Getting in touch with us
Q: What is this?
A: This is the first-ever sequencing of the United Nations Sustainable Development Goals. We surveyed experts around the world to develop the right, most sensible order in which to tackle all 17 SDGs.
Q: Why did you do this?
A: It has been estimated it will cost upwards of US $45 trillion over 15 years to fulfill the SDGs and meet their many targets. But funding currently flows unevenly and in directions determined almost exclusively by personal or organizational interests. We contend that funding - and the efforts it enables - will be much more effective if directed in a more logical sequence: Step 1 facilitates Step 2; Step 2 facilitates Step 3; etc. We hope that this and subsequent logical sequences will inform the development of national and international policy, and of large-scale, long-term investment strategies. Here's an op-ed about why this matters: There's a Right Order to Saving the World. And here's an overview of the project from the OECD: Where to Start with the SDGs?
Q: Seriously, there was no sequencing before this?
A: No, there was no sequencing before this. There have been multiple efforts to establish priorities within the 17 SDGs, based on cost-benefit or issue priorities of particular organizations. But this is the first holistic, issue-agnostic progression of steps to meet all SDGs.
Q: What are the SDGs?
A: The SDGs were ratified in 2015 by all 193 member states of the United Nations to guide global efforts to end poverty, protect the planet and ensure prosperity for all. They serve as a 15-year roadmap for governments, foreign aid agencies, multilateral organizations, grassroots groups and others involved in international development. If you need more information about the SDGs, the UN's SDG Knowledge Platform is probably the best place to start.
Q: Who are you exactly?
A: We are a multinational team, led by Jeff Leitner, a Bretton Woods II Fellow at New America and principal in GreenHouse. The team includes OECD, particularly William Hynes and Simon Scott; colleagues with Bretton Woods II, particularly Dr. Tomicah Tillemann and Victoria Marlin; colleagues at GreenHouse; Dr. Sean Hogan; and Mark Skinner.

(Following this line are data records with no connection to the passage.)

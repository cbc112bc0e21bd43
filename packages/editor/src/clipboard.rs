//! # Clipboard
//!
//! Copy/cut/paste capture a block together with its whole subtree as a
//! value snapshot. The snapshot lives in a [`ClipboardStore`], a durable
//! side-channel independent of the tree and its history, so it survives
//! undo, redo and page reloads.
//!
//! Entries are stamped when captured and treated as absent once older than
//! the TTL. Expiry is judged lazily on every read; nothing runs in the
//! background and an expired entry stays in storage until overwritten or
//! cleared.

use std::fmt;
use std::path::{Path, PathBuf};
use std::sync::{Arc, Mutex, MutexGuard};
use std::time::Duration;

use chrono::{DateTime, Utc};
use pagecraft_common::{read_json, write_json, Clock, CommonError, FileSystem, RealFileSystem};
use serde::{Deserialize, Serialize};

use crate::block::{Block, BlockId};
use crate::errors::EditorError;
use crate::store::BlockStore;

/// How long a copied subtree stays pasteable
pub const DEFAULT_CLIPBOARD_TTL: Duration = Duration::from_secs(60 * 60);

/// A captured subtree. The first block is the root; its `parent_id` is
/// cleared so the entry is self-contained.
#[derive(Debug, Clone, PartialEq, Serialize, Deserialize)]
#[serde(rename_all = "camelCase")]
pub struct ClipboardEntry {
    pub blocks: Vec<Block>,
    pub copied_at: DateTime<Utc>,
}

impl ClipboardEntry {
    /// Deep-copy `id` and its descendants out of the store
    pub fn capture(store: &BlockStore, id: &BlockId, copied_at: DateTime<Utc>) -> Option<Self> {
        let mut blocks: Vec<Block> = store.descendants_of(id).into_iter().cloned().collect();
        let root = blocks.first_mut()?;
        root.parent_id = None;
        root.sort_order = 0;

        Some(Self { blocks, copied_at })
    }

    pub fn root(&self) -> Option<&Block> {
        self.blocks.first()
    }

    /// Older than `ttl` at `now`
    pub fn is_expired(&self, now: DateTime<Utc>, ttl: Duration) -> bool {
        let age = now.signed_duration_since(self.copied_at).num_milliseconds();
        age > i64::try_from(ttl.as_millis()).unwrap_or(i64::MAX)
    }
}

/// Durable clipboard side-channel
pub trait ClipboardStore: Send + Sync {
    fn read(&self) -> Result<Option<ClipboardEntry>, EditorError>;

    fn write(&self, entry: &ClipboardEntry) -> Result<(), EditorError>;

    fn clear(&self) -> Result<(), EditorError>;
}

/// Process-local store. Clones share one slot, so several sessions in the
/// same process see the same clipboard.
#[derive(Debug, Clone, Default)]
pub struct MemoryClipboardStore {
    slot: Arc<Mutex<Option<ClipboardEntry>>>,
}

impl MemoryClipboardStore {
    pub fn new() -> Self {
        Self::default()
    }

    fn slot(&self) -> Result<MutexGuard<'_, Option<ClipboardEntry>>, EditorError> {
        self.slot
            .lock()
            .map_err(|_| EditorError::ClipboardStorage("clipboard lock poisoned".to_string()))
    }
}

impl ClipboardStore for MemoryClipboardStore {
    fn read(&self) -> Result<Option<ClipboardEntry>, EditorError> {
        Ok(self.slot()?.clone())
    }

    fn write(&self, entry: &ClipboardEntry) -> Result<(), EditorError> {
        *self.slot()? = Some(entry.clone());
        Ok(())
    }

    fn clear(&self) -> Result<(), EditorError> {
        *self.slot()? = None;
        Ok(())
    }
}

/// JSON file store that survives reloads
pub struct FileClipboardStore {
    path: PathBuf,
    fs: Arc<dyn FileSystem>,
}

impl FileClipboardStore {
    pub fn new(path: impl Into<PathBuf>) -> Self {
        Self::with_file_system(path, Arc::new(RealFileSystem))
    }

    pub fn with_file_system(path: impl Into<PathBuf>, fs: Arc<dyn FileSystem>) -> Self {
        Self {
            path: path.into(),
            fs,
        }
    }

    pub fn path(&self) -> &Path {
        &self.path
    }
}

impl fmt::Debug for FileClipboardStore {
    fn fmt(&self, f: &mut fmt::Formatter<'_>) -> fmt::Result {
        f.debug_struct("FileClipboardStore")
            .field("path", &self.path)
            .finish_non_exhaustive()
    }
}

impl ClipboardStore for FileClipboardStore {
    fn read(&self) -> Result<Option<ClipboardEntry>, EditorError> {
        Ok(read_json(self.fs.as_ref(), &self.path)?)
    }

    fn write(&self, entry: &ClipboardEntry) -> Result<(), EditorError> {
        Ok(write_json(self.fs.as_ref(), &self.path, entry)?)
    }

    fn clear(&self) -> Result<(), EditorError> {
        self.fs
            .remove(&self.path)
            .map_err(|e| EditorError::Common(CommonError::Io(e)))
    }
}

/// Clipboard subsystem: a store, a clock and a TTL
#[derive(Clone)]
pub struct Clipboard {
    store: Arc<dyn ClipboardStore>,
    clock: Arc<dyn Clock>,
    ttl: Duration,
}

impl Clipboard {
    pub fn new(store: Arc<dyn ClipboardStore>, clock: Arc<dyn Clock>, ttl: Duration) -> Self {
        Self { store, clock, ttl }
    }

    /// Snapshot `id` and its subtree, stamped with the current time
    pub fn capture(&self, blocks: &BlockStore, id: &BlockId) -> Option<ClipboardEntry> {
        ClipboardEntry::capture(blocks, id, self.clock.now())
    }

    pub fn put(&self, entry: &ClipboardEntry) -> Result<(), EditorError> {
        self.store.write(entry)
    }

    /// The stored entry, unless absent or expired
    pub fn current(&self) -> Result<Option<ClipboardEntry>, EditorError> {
        let now = self.clock.now();
        Ok(self
            .store
            .read()?
            .filter(|entry| !entry.is_expired(now, self.ttl)))
    }

    pub fn has_content(&self) -> bool {
        matches!(self.current(), Ok(Some(_)))
    }

    pub fn clear(&self) -> Result<(), EditorError> {
        self.store.clear()
    }

    pub fn ttl(&self) -> Duration {
        self.ttl
    }
}

impl fmt::Debug for Clipboard {
    fn fmt(&self, f: &mut fmt::Formatter<'_>) -> fmt::Result {
        f.debug_struct("Clipboard")
            .field("ttl", &self.ttl)
            .finish_non_exhaustive()
    }
}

Q: Who are the experts you surveyed?
A: The 85 experts were economists, political scientists and social scientists working in public institutions, international organizations, foundations, universities, think tanks and civil society groups around the world. They were handpicked to participate based on their professional experience, specifically their multinational work and research.
Q: What exactly did you ask the experts?
A: We presented the experts with 117 options - which we had distilled from the 169 official SDG targets - and asked them to identify the first 20 that should be tackled in a multi-year effort to fulfill all of the SDGs. We then asked them to put the 20 they selected into the proper sequence, such that doing each facilitated the tackling of subsequent options.
Q: What criteria did the experts use?
A: We also asked the experts what criteria they used to determine the right order. We then coded their open-ended answers on two scales: individual vs. institution, and process vs. urgency.
Q: What are you doing with this data?
A: We are considering, but are presently uncommitted to two intriguing threads of inquiry: How might this general sequence be adapted to inform investment in individual countries? and How might artificial intelligence be leveraged to create an even more objective sequence?